We can work on that later,” Dax said dismissing the distraction. “Regardless, she is what truly matters. I must go to her.”
CHAPTER27
Great, now it’s starting to rain. Perfect.
The storm clouds had come in out of nowhere. The first raindrops fell against the exposed skin of her hands. Seemed that nature wanted to pile on to her woes.
Fine. What do I care?
But that just brought a fresh torrent of tears. Because she did care. She cared a lot. She hadn’t even realized.

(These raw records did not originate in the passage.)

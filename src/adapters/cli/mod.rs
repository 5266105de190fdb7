//! CLI Adapter
//!
//! Command-line interface for the bond desk.
//! Uses clap derive macros for argument parsing.

mod commands;
pub mod dashboard;

pub use commands::{BondCmd, CliApp, Command, DashboardCmd, PortfolioCmd, TradeCmd};
pub use dashboard::run_dashboard;

//! Marketplace Adapter
//!
//! Implementation of the BondMarketPort over the backend's HTTP/JSON API.

mod client;

pub use client::{decode_body, MarketplaceClient, MarketplaceConfig};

This wasn’t how it was supposed to be. She wasn’t supposed to be sad and alone and tipsy walking out in the rain. But it seemed try as she might, it always came back to this in the end. And even worse, she knew she had something to do with it. She had built up so much armor to keep out the pain, that she was keeping out the love too.
Wendy and then Tam had both wanted to talk, but she was too proud. Or was it just too sick of the hurt?
PotAto -potAHto.
It didn’t really matter, because it added up to the same thing in the end. And it had been like that with Dax too. Rather than trusting him, she had wanted to belong. To look pretty in the Council’s picture. And now it was too late. The damage had been done.
What had Mack said when they were talking about the town?
Dax wants to protect Fae Crossing.
Was it really that simple? That she had been so fixated on the Fae and in doing things her way, that she had lost sight of what Dax had to handle? It wasn’t just the fae he had to deal with, or the shifters, or the myriad of other beings that passed through on a regular basis. He had to hold it all together.
God, that must be exhausting.
But it was true. Her world was just part of it. He had to look out for everything and for everyone.
She thought of her father again.
Their romance had come about from the most unlikely of circumstances. Or maybe it was cliché? The detective and the damsel in distress?
Regardless, they had built a connection that had finally become romantic. And when he couldn’t solve her father’s case and magically make everything better, their cliché romance had hit the wall.
Because of me.
She had been so busy feeling like the victim of cruel fate that she hadn’t realized how much she was putting it on Dax to just make it all better. When the case went colder and colder it was just too much for her to handle. It had to be someone’s fault. And that someone was Dax.
And then, to pile on top of that, she had challenged his work at every turn, hadn’t she?
Wonderful.
She walked on miserably, the rain beginning to pick up its tempo as if to magnify her grief.
Too bad she had realized all this two days too late.
Or maybe two years too late.
She let out an audible sigh.
So much for her chance with Dax.
She looked out into the deep impenetrable swamp on her left as she made her way down the loneliest stretch of her regular route, watching the rain make a thousand little circles where it hit the clear pools of the swamp. The place had always given her the creeps.